Exercise directions
Exact copies of all the records are the expected output.
[Opening Source records section]
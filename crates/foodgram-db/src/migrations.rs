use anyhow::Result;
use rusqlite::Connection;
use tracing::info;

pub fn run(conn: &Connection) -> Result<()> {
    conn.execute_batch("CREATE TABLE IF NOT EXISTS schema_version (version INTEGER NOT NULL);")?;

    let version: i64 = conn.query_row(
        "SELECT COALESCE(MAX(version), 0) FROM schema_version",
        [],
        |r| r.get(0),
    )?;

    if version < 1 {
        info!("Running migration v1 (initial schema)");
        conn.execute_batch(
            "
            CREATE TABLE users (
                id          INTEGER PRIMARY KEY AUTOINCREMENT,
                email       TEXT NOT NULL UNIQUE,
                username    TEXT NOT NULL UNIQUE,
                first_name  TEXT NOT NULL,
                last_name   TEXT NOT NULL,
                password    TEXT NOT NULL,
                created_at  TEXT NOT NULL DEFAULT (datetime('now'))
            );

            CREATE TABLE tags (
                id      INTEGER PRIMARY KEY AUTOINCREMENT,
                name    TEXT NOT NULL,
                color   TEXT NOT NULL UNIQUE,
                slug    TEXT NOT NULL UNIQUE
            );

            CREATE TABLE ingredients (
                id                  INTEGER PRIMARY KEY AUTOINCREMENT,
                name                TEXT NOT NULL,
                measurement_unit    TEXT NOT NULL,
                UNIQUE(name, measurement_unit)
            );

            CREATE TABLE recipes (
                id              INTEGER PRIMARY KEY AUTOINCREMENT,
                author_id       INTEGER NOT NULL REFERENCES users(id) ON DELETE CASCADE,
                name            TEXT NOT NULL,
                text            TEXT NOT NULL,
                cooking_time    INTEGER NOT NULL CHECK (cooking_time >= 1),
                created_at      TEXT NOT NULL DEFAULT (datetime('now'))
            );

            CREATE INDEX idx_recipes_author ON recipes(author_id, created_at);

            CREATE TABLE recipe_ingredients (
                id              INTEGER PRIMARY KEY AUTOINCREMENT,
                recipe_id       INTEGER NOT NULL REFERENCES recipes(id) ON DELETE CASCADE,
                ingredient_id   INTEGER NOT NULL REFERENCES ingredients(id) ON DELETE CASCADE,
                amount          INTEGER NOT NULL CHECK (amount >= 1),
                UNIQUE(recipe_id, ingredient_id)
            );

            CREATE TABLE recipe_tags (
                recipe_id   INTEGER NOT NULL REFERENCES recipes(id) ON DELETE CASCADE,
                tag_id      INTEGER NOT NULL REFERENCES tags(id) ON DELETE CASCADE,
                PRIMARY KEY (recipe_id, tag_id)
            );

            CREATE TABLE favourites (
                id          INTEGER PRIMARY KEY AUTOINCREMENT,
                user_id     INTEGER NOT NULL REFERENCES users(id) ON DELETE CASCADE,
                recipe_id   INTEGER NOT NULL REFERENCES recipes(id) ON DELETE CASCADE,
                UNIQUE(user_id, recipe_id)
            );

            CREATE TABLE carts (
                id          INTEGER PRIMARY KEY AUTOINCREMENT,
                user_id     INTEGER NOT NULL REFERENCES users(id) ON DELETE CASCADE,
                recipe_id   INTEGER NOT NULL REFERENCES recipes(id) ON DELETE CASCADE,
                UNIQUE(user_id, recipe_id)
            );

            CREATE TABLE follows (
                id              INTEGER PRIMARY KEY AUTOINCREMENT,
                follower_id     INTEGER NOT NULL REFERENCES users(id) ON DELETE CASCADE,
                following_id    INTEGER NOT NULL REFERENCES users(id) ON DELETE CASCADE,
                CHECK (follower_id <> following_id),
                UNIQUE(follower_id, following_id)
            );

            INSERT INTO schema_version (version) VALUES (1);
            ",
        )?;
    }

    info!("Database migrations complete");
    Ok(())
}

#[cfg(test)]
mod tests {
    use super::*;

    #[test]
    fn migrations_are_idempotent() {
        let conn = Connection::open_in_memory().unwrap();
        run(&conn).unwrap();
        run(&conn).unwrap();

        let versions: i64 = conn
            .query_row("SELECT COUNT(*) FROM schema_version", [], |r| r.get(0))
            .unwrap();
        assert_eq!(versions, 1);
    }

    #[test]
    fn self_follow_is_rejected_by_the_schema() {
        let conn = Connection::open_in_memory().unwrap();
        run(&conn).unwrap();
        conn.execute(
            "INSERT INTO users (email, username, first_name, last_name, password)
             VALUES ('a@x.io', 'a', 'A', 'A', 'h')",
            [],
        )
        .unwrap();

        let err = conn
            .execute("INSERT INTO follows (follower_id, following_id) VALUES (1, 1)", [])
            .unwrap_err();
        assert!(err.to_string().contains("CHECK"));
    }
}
[Closing Source records section]
Solution below
filename crates/foodgram-db/src/migrations.rs
use anyhow::Result;
use rusqlite::Connection;
use tracing::info;

pub fn run(conn: &Connection) -> Result<()> {
    conn.execute_batch("CREATE TABLE IF NOT EXISTS schema_version (version INTEGER NOT NULL);")?;

    let version: i64 = conn.query_row(
        "SELECT COALESCE(MAX(version), 0) FROM schema_version",
        [],
        |r| r.get(0),
    )?;

    if version < 1 {
        info!("Running migration v1 (initial schema)");
        conn.execute_batch(
            "
            CREATE TABLE users (
                id          INTEGER PRIMARY KEY AUTOINCREMENT,
                email       TEXT NOT NULL UNIQUE,
                username    TEXT NOT NULL UNIQUE,
                first_name  TEXT NOT NULL,
                last_name   TEXT NOT NULL,
                password    TEXT NOT NULL,
                created_at  TEXT NOT NULL DEFAULT (datetime('now'))
            );

            CREATE TABLE tags (
                id      INTEGER PRIMARY KEY AUTOINCREMENT,
                name    TEXT NOT NULL,
                color   TEXT NOT NULL UNIQUE,
                slug    TEXT NOT NULL UNIQUE
            );

            CREATE TABLE ingredients (
                id                  INTEGER PRIMARY KEY AUTOINCREMENT,
                name                TEXT NOT NULL,
                measurement_unit    TEXT NOT NULL,
                UNIQUE(name, measurement_unit)
            );

            CREATE TABLE recipes (
                id              INTEGER PRIMARY KEY AUTOINCREMENT,
                author_id       INTEGER NOT NULL REFERENCES users(id) ON DELETE CASCADE,
                name            TEXT NOT NULL,
                text            TEXT NOT NULL,
                cooking_time    INTEGER NOT NULL CHECK (cooking_time >= 1),
                created_at      TEXT NOT NULL DEFAULT (datetime('now'))
            );

            CREATE INDEX idx_recipes_author ON recipes(author_id, created_at);

            CREATE TABLE recipe_ingredients (
                id              INTEGER PRIMARY KEY AUTOINCREMENT,
                recipe_id       INTEGER NOT NULL REFERENCES recipes(id) ON DELETE CASCADE,
                ingredient_id   INTEGER NOT NULL REFERENCES ingredients(id) ON DELETE CASCADE,
                amount          INTEGER NOT NULL CHECK (amount >= 1),
                UNIQUE(recipe_id, ingredient_id)
            );

            CREATE TABLE recipe_tags (
                recipe_id   INTEGER NOT NULL REFERENCES recipes(id) ON DELETE CASCADE,
                tag_id      INTEGER NOT NULL REFERENCES tags(id) ON DELETE CASCADE,
                PRIMARY KEY (recipe_id, tag_id)
            );

            CREATE TABLE favourites (
                id          INTEGER PRIMARY KEY AUTOINCREMENT,
                user_id     INTEGER NOT NULL REFERENCES users(id) ON DELETE CASCADE,
                recipe_id   INTEGER NOT NULL REFERENCES recipes(id) ON DELETE CASCADE,
                UNIQUE(user_id, recipe_id)
            );

            CREATE TABLE carts (
                id          INTEGER PRIMARY KEY AUTOINCREMENT,
                user_id     INTEGER NOT NULL REFERENCES users(id) ON DELETE CASCADE,
                recipe_id   INTEGER NOT NULL REFERENCES recipes(id) ON DELETE CASCADE,
                UNIQUE(user_id, recipe_id)
            );

            CREATE TABLE follows (
                id              INTEGER PRIMARY KEY AUTOINCREMENT,
                follower_id     INTEGER NOT NULL REFERENCES users(id) ON DELETE CASCADE,
                following_id    INTEGER NOT NULL REFERENCES users(id) ON DELETE CASCADE,
                CHECK (follower_id <> following_id),
                UNIQUE(follower_id, following_id)
            );

            INSERT INTO schema_version (version) VALUES (1);
            ",
        )?;
    }

    info!("Database migrations complete");
    Ok(())
}

#[cfg(test)]
mod tests {
    use super::*;

    #[test]
    fn migrations_are_idempotent() {
        let conn = Connection::open_in_memory().unwrap();
        run(&conn).unwrap();
        run(&conn).unwrap();

        let versions: i64 = conn
            .query_row("SELECT COUNT(*) FROM schema_version", [], |r| r.get(0))
            .unwrap();
        assert_eq!(versions, 1);
    }

    #[test]
    fn self_follow_is_rejected_by_the_schema() {
        let conn = Connection::open_in_memory().unwrap();
        run(&conn).unwrap();
        conn.execute(
            "INSERT INTO users (email, username, first_name, last_name, password)
             VALUES ('a@x.io', 'a', 'A', 'A', 'h')",
            [],
        )
        .unwrap();

        let err = conn
            .execute("INSERT INTO follows (follower_id, following_id) VALUES (1, 1)", [])
            .unwrap_err();
        assert!(err.to_string().contains("CHECK"));
    }
}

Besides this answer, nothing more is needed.